I don't want to turn this object to a JSON string, but I want to turn this object into another object, but with each field represented by a string, like this:

{
  "field[name]": "Name",
  "field[surname]": "Surname",
  "address[street]": "Street",
  "address[number]": 0,
  "address[postcode]": 0,
  "address[geo][city]": "City",
  "address[geo][country]": "Country",   
  "address[geo][state]": "State",   
  "options[0]":1,
  "options[1]":4,
  "options[2]":6,
  "options[3]":8,
  "options[4]":11
}

Scenario:

  • I dont know how the original object will look like (or how deep it'll be), since it's part of a plugin and I have no idea how people will build their forms
  • I'm going to put this new object inside a FormData object, if it would only accept objects, it would be easier, because JSON can't upload files, but FormData object can

Solution

  • As I said in the comments, you need a for...in [MDN] loop to iterate over the properties of the object and can use recursion to subsequently convert nested objects:

    function convert(obj, prefix, result) {
        result = result || {};
    
        // iterate over all properties
        for (var prop in obj) {
            if (obj.hasOwnProperty(prop)) {
                var value = obj[prop];
                // build the property name for the result object
                // first level is without square brackets
                var name = prefix ? prefix + '[' + prop + ']' : prop;
                if (typeof value !== 'object') {
                    // not an object, add value to final result
                    result[name] = value;
                }
                else {
                    // object, go deeper
                    convert(value, name, result);
                }
            }
        }
    
        return result;
    }
    
    // Usage:
    var converted_data = convert(data);
    

    DEMO

    Still, I would recommend using JSON.

    If you want to handle files as well, you might have to add an additional check for File objects.
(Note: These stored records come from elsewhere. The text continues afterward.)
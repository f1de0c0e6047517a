//! Configuration validation.
//!
//! # Responsibilities
//! - Semantic validation (serde handles syntactic)
//! - Validate value ranges (timeouts > 0, ports valid, limits > 0)
//! - Check CORS origins and metrics address are usable
//!
//! # Design Decisions
//! - Returns all validation errors, not just first
//! - Validation is pure function: CatalogConfig → Result<(), Vec<ValidationError>>
//! - Runs before config is accepted into the system

use std::fmt;
use std::net::SocketAddr;

use axum::http::HeaderValue;

use crate::config::schema::CatalogConfig;

/// A single semantic problem in a configuration.
#[derive(Debug, Clone, PartialEq, Eq)]
pub struct ValidationError {
    /// Dotted path of the offending field.
    pub field: &'static str,
    pub message: String,
}

impl ValidationError {
    fn new(field: &'static str, message: impl Into<String>) -> Self {
        Self {
            field,
            message: message.into(),
        }
    }
}

impl fmt::Display for ValidationError {
    fn fmt(&self, f: &mut fmt::Formatter<'_>) -> fmt::Result {
        write!(f, "{}: {}", self.field, self.message)
    }
}

/// Check a configuration for semantic errors.
pub fn validate_config(config: &CatalogConfig) -> Result<(), Vec<ValidationError>> {
    let mut errors = Vec::new();

    if config.listener.host.trim().is_empty() {
        errors.push(ValidationError::new("listener.host", "must not be empty"));
    }

    if config.timeouts.request_secs == 0 {
        errors.push(ValidationError::new("timeouts.request_secs", "must be greater than 0"));
    }

    if config.security.max_body_size == 0 {
        errors.push(ValidationError::new("security.max_body_size", "must be greater than 0"));
    }

    if config.assets.images_dir.trim().is_empty() {
        errors.push(ValidationError::new("assets.images_dir", "must not be empty"));
    }

    if config.cors.enabled {
        if config.cors.allowed_origins.is_empty() {
            errors.push(ValidationError::new("cors.allowed_origins", "must list at least one origin"));
        }
        for origin in &config.cors.allowed_origins {
            if origin != "*" && HeaderValue::from_str(origin).is_err() {
                errors.push(ValidationError::new(
                    "cors.allowed_origins",
                    format!("invalid origin {origin:?}"),
                ));
            }
        }
    }

    if config.observability.metrics_enabled
        && config.observability.metrics_address.parse::<SocketAddr>().is_err()
    {
        errors.push(ValidationError::new(
            "observability.metrics_address",
            format!("invalid socket address {:?}", config.observability.metrics_address),
        ));
    }

    if errors.is_empty() {
        Ok(())
    } else {
        Err(errors)
    }
}
//! Cheeseria catalog server.
//!
//! # Architecture Overview
//!
//! ```text
//!                        ┌──────────────────────────────────────────────┐
//!                        │                 CATALOG SERVER               │
//!                        │                                              │
//!     Client Request     │  ┌──────────┐   ┌──────────┐   ┌──────────┐  │
//!     ───────────────────┼─▶│ security │──▶│   http   │──▶│ catalog  │  │
//!                        │  │cors/limit│   │ handlers │   │  store   │  │
//!                        │  └──────────┘   └────┬─────┘   └──────────┘  │
//!                        │                      │                       │
//!     Client Response    │  ┌──────────┐        │                       │
//!     ◀──────────────────┼──│ headers  │◀───────┘                       │
//!                        │  └──────────┘                                │
//!                        │                                              │
//!                        │  config · observability · lifecycle          │
//!                        └──────────────────────────────────────────────┘
//! ```

use cheeseria::lifecycle::startup;

#[tokio::main]
async fn main() -> Result<(), Box<dyn std::error::Error>> {
    startup::start().await
}
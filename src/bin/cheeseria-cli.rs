use cheeseria_sdk::{CatalogClient, Item, ItemInput, Storefront};
use clap::{Args, Parser, Subcommand};

#[derive(Parser)]
#[command(name = "cheeseria-cli")]
#[command(about = "Browse and manage the Cheeseria catalog", long_about = None)]
struct Cli {
    #[arg(short, long, default_value = "http://localhost:3000")]
    url: String,

    #[command(subcommand)]
    command: Commands,
}

#[derive(Subcommand)]
enum Commands {
    /// List every item as JSON
    List,
    /// Show a single item
    Get { id: u64 },
    /// Add an item
    Create(ItemArgs),
    /// Replace every field of an item
    Update {
        id: u64,
        #[command(flatten)]
        item: ItemArgs,
    },
    /// Remove an item
    Delete { id: u64 },
    /// Render the catalog gallery
    Gallery,
    /// Compute the price of a weight of one item
    Calc {
        #[arg(long)]
        item: Option<u64>,
        /// Weight in kilograms
        #[arg(long, default_value = "")]
        weight: String,
    },
}

#[derive(Args)]
struct ItemArgs {
    #[arg(long)]
    name: String,
    /// Price per kilogram
    #[arg(long)]
    unit_price: f64,
    #[arg(long)]
    color: String,
    #[arg(long)]
    image_ref: String,
}

impl From<ItemArgs> for ItemInput {
    fn from(args: ItemArgs) -> Self {
        ItemInput {
            name: args.name,
            unit_price: args.unit_price,
            color: args.color,
            image_ref: args.image_ref,
        }
    }
}

#[tokio::main]
async fn main() -> Result<(), Box<dyn std::error::Error>> {
    cheeseria::observability::logging::init_tracing("warn");

    let cli = Cli::parse();
    let client = CatalogClient::new(&cli.url);

    match cli.command {
        Commands::List => print_items(&client.list_items().await?),
        Commands::Get { id } => match client.get_item(id).await {
            Ok(item) => print_items(&[item]),
            Err(e) if e.is_not_found() => eprintln!("Item {id} not found"),
            Err(e) => return Err(e.into()),
        },
        Commands::Create(args) => {
            let item = client.create_item(&args.into()).await?;
            print_items(&[item]);
        }
        Commands::Update { id, item } => match client.update_item(id, &item.into()).await {
            Ok(item) => print_items(&[item]),
            Err(e) if e.is_not_found() => eprintln!("Item {id} not found"),
            Err(e) => return Err(e.into()),
        },
        Commands::Delete { id } => {
            client.delete_item(id).await?;
            println!("Deleted item {id}");
        }
        Commands::Gallery => {
            let storefront = Storefront::bootstrap(client).await;
            print!("{}", storefront.render());
        }
        Commands::Calc { item, weight } => {
            let mut storefront = Storefront::bootstrap(client).await;
            storefront.calculator.select(item);
            storefront.calculator.set_weight(weight);
            storefront.calculator.calculate();
            print!("{}", storefront.render());
        }
    }

    Ok(())
}

fn print_items(items: &[Item]) {
    for item in items {
        match serde_json::to_string_pretty(item) {
            Ok(json) => println!("{json}"),
            Err(e) => eprintln!("Failed to format item {}: {}", item.id, e),
        }
    }
}
//! Item resource handlers.
//!
//! Path ids are parsed permissively: the leading digits are the id, so
//! `5abc` and `5.7` both address item 5. A segment with no leading digits
//! is treated as an id that does not exist.

use axum::{
    extract::{rejection::JsonRejection, Path, State},
    http::StatusCode,
    Json,
};

use crate::catalog::{Item, ItemDraft};
use crate::http::error::ApiError;
use crate::http::server::AppState;

fn parse_id(raw: &str) -> Option<u64> {
    let raw = raw.trim_start();
    let raw = raw.strip_prefix('+').unwrap_or(raw);
    let end = raw
        .find(|c: char| !c.is_ascii_digit())
        .unwrap_or(raw.len());
    raw[..end].parse().ok()
}

/// Unwrap the JSON body and apply strict validation when enabled.
fn accept_draft(
    state: &AppState,
    payload: Result<Json<ItemDraft>, JsonRejection>,
) -> Result<ItemDraft, ApiError> {
    let Json(draft) = payload?;

    if state.strict_validation {
        let invalid = draft.invalid_fields();
        if !invalid.is_empty() {
            return Err(ApiError::Validation(invalid));
        }
    }

    Ok(draft)
}

pub async fn list_items(State(state): State<AppState>) -> Json<Vec<Item>> {
    Json(state.store.list_all())
}

pub async fn get_item(
    State(state): State<AppState>,
    Path(raw_id): Path<String>,
) -> Result<Json<Item>, ApiError> {
    let id = parse_id(&raw_id).ok_or(ApiError::NotFound)?;
    Ok(Json(state.store.get_by_id(id)?))
}

pub async fn create_item(
    State(state): State<AppState>,
    payload: Result<Json<ItemDraft>, JsonRejection>,
) -> Result<(StatusCode, Json<Item>), ApiError> {
    let draft = accept_draft(&state, payload)?;
    let item = state.store.create(draft);

    tracing::info!(item_id = item.id, "Created item");
    Ok((StatusCode::CREATED, Json(item)))
}

pub async fn update_item(
    State(state): State<AppState>,
    Path(raw_id): Path<String>,
    payload: Result<Json<ItemDraft>, JsonRejection>,
) -> Result<Json<Item>, ApiError> {
    let id = parse_id(&raw_id).ok_or(ApiError::NotFound)?;
    let draft = accept_draft(&state, payload)?;
    let item = state.store.update(id, draft)?;

    tracing::info!(item_id = id, "Updated item");
    Ok(Json(item))
}

/// Always 204, whether or not the item existed.
pub async fn delete_item(State(state): State<AppState>, Path(raw_id): Path<String>) -> StatusCode {
    if let Some(id) = parse_id(&raw_id) {
        if state.store.delete(id) {
            tracing::info!(item_id = id, "Deleted item");
        }
    }
    StatusCode::NO_CONTENT
}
You'd want them raw in the result object:

    else if (window.File && value instanceof File) {
        result[name] = value;
    }
    
    // and for file lists
    
    else if (window.FileList && value instanceof FileList) {
        for (var i = 0, l = value.length; i < l; i++) {
            result[name + '[' + i + ']'] = value.item(i);
        }
    }
    

    It could be that the File (FileList) constructor is named differently in IE, but it should give you a start.